Stored data:

//! Observable events
//!
//! Events are explicit and typed; the logger only accepts these.

use std::fmt;

#[derive(Debug, Clone, Copy, PartialEq, Eq)]
pub enum Event {
    // Lifecycle
    /// Process startup begins
    BootStart,
    /// Configuration resolved
    ConfigLoaded,
    /// Seed books loaded into the store
    CatalogSeeded,
    /// Listener bound, ready for requests
    Serving,
    /// Server stopped accepting requests
    ShutdownComplete,
    /// Server failed to start or crashed
    ServerFailed,

    // Catalog writes
    BookCreated,
    BookUpdated,
    BookDeleted,

    /// Request answered with a 4xx/5xx status
    RequestRejected,
}

impl Event {
    pub fn as_str(&self) -> &'static str {
        match self {
            Event::BootStart => "BOOKSHELF_STARTUP_BEGIN",
            Event::ConfigLoaded => "CONFIG_LOADED",
            Event::CatalogSeeded => "CATALOG_SEEDED",
            Event::Serving => "BOOKSHELF_SERVING",
            Event::ShutdownComplete => "SHUTDOWN_COMPLETE",
            Event::ServerFailed => "SERVER_FAILED",
            Event::BookCreated => "BOOK_CREATED",
            Event::BookUpdated => "BOOK_UPDATED",
            Event::BookDeleted => "BOOK_DELETED",
            Event::RequestRejected => "REQUEST_REJECTED",
        }
    }
}

impl fmt::Display for Event {
    fn fmt(&self, f: &mut fmt::Formatter<'_>) -> fmt::Result {
        write!(f, "{}", self.as_str())
    }
}
//! Observability for bookshelf
//!
//! - Structured logging (JSON lines)
//! - Atomic counters
//!
//! Observability is read-only: it never alters the outcome of a request,
//! and a failed log write is dropped silently.
//!
//! ```ignore
//! use bookshelf::observability::{Event, Logger, MetricsRegistry};
//!
//! Logger::info(Event::BookCreated, &[("id", "4")]);
//!
//! let metrics = MetricsRegistry::new();
//! metrics.record_created();
//! ```

mod events;
mod logger;
mod metrics;

pub use events::Event;
pub use logger::{Logger, Severity};
pub use metrics::{MetricsRegistry, MetricsSnapshot};

/// Log a lifecycle event with no fields
pub fn log_event(event: Event) {
    Logger::info(event, &[]);
}
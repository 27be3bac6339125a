//! # Catalog Model
//!
//! Book entity, its closed genre set, and the unvalidated draft that
//! callers submit for create and update.

use std::fmt;
use std::str::FromStr;

use serde::{Deserialize, Serialize};

use super::errors::CatalogError;

/// Store-assigned book identifier
///
/// Serialized as a bare integer.
#[derive(Debug, Clone, Copy, PartialEq, Eq, PartialOrd, Ord, Hash, Serialize, Deserialize)]
#[serde(transparent)]
pub struct BookId(u64);

impl BookId {
    /// Wrap a raw identifier
    pub fn new(id: u64) -> Self {
        Self(id)
    }

    /// Raw integer value
    pub fn as_u64(&self) -> u64 {
        self.0
    }

    /// The identifier following this one
    pub fn next(&self) -> Self {
        Self(self.0 + 1)
    }
}

impl fmt::Display for BookId {
    fn fmt(&self, f: &mut fmt::Formatter<'_>) -> fmt::Result {
        write!(f, "{}", self.0)
    }
}

impl From<u64> for BookId {
    fn from(id: u64) -> Self {
        Self(id)
    }
}

/// Book genre
///
/// The set is closed; anything else is rejected at the boundary.
#[derive(Debug, Clone, Copy, PartialEq, Eq, Hash, Serialize, Deserialize)]
#[serde(rename_all = "SCREAMING_SNAKE_CASE")]
pub enum Genre {
    Fiction,
    NonFiction,
    SciFi,
    Fantasy,
    Mystery,
    Thriller,
    Romance,
    Horror,
    Biography,
    History,
    Poetry,
}

impl Genre {
    /// Every accepted genre, in declaration order
    pub const ALL: [Genre; 11] = [
        Genre::Fiction,
        Genre::NonFiction,
        Genre::SciFi,
        Genre::Fantasy,
        Genre::Mystery,
        Genre::Thriller,
        Genre::Romance,
        Genre::Horror,
        Genre::Biography,
        Genre::History,
        Genre::Poetry,
    ];

    /// Wire name of the genre
    pub fn as_str(&self) -> &'static str {
        match self {
            Genre::Fiction => "FICTION",
            Genre::NonFiction => "NON_FICTION",
            Genre::SciFi => "SCI_FI",
            Genre::Fantasy => "FANTASY",
            Genre::Mystery => "MYSTERY",
            Genre::Thriller => "THRILLER",
            Genre::Romance => "ROMANCE",
            Genre::Horror => "HORROR",
            Genre::Biography => "BIOGRAPHY",
            Genre::History => "HISTORY",
            Genre::Poetry => "POETRY",
        }
    }
}

impl fmt::Display for Genre {
    fn fmt(&self, f: &mut fmt::Formatter<'_>) -> fmt::Result {
        write!(f, "{}", self.as_str())
    }
}

impl FromStr for Genre {
    type Err = CatalogError;

    fn from_str(s: &str) -> Result<Self, Self::Err> {
        Genre::ALL
            .iter()
            .copied()
            .find(|g| g.as_str() == s)
            .ok_or_else(|| {
                let accepted: Vec<&str> = Genre::ALL.iter().map(|g| g.as_str()).collect();
                CatalogError::invalid(format!(
                    "unknown genre '{}', expected one of: {}",
                    s,
                    accepted.join(", ")
                ))
            })
    }
}

/// A stored book
#[derive(Debug, Clone, PartialEq, Eq, Serialize, Deserialize)]
pub struct Book {
    pub id: BookId,
    pub title: String,
    pub author: String,
    pub publication_year: i32,
    pub genre: Genre,
}

/// Validated book fields, without an identifier
#[derive(Debug, Clone, PartialEq, Eq)]
pub struct NewBook {
    pub title: String,
    pub author: String,
    pub publication_year: i32,
    pub genre: Genre,
}

impl NewBook {
    /// Attach an identifier, producing the stored form
    pub fn with_id(self, id: BookId) -> Book {
        Book {
            id,
            title: self.title,
            author: self.author,
            publication_year: self.publication_year,
            genre: self.genre,
        }
    }
}

/// Book fields as submitted by a caller
///
/// Field types are enforced by deserialization; the genre stays raw text
/// until [`BookDraft::validate`] checks it against [`Genre`]. A client
/// supplied `id` is accepted and ignored, the store assigns identifiers.
#[derive(Debug, Clone, PartialEq, Eq, Serialize, Deserialize)]
pub struct BookDraft {
    #[serde(default, skip_serializing_if = "Option::is_none")]
    pub id: Option<u64>,
    pub title: String,
    pub author: String,
    pub publication_year: i32,
    pub genre: String,
}

impl BookDraft {
    pub fn new(
        title: impl Into<String>,
        author: impl Into<String>,
        publication_year: i32,
        genre: impl Into<String>,
    ) -> Self {
        Self {
            id: None,
            title: title.into(),
            author: author.into(),
            publication_year,
            genre: genre.into(),
        }
    }

    /// Check the draft and convert it into validated fields
    pub fn validate(self) -> Result<NewBook, CatalogError> {
        let genre = self.genre.parse::<Genre>()?;
        Ok(NewBook {
            title: self.title,
            author: self.author,
            publication_year: self.publication_year,
            genre,
        })
    }
}

impl From<&Book> for BookDraft {
    fn from(book: &Book) -> Self {
        Self {
            id: Some(book.id.as_u64()),
            title: book.title.clone(),
            author: book.author.clone(),
            publication_year: book.publication_year,
            genre: book.genre.as_str().to_string(),
        }
    }
}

What is needed -> Tally the lines of the records that contain the word "BookDraft", then give only the tally.

Exercise answer -> 4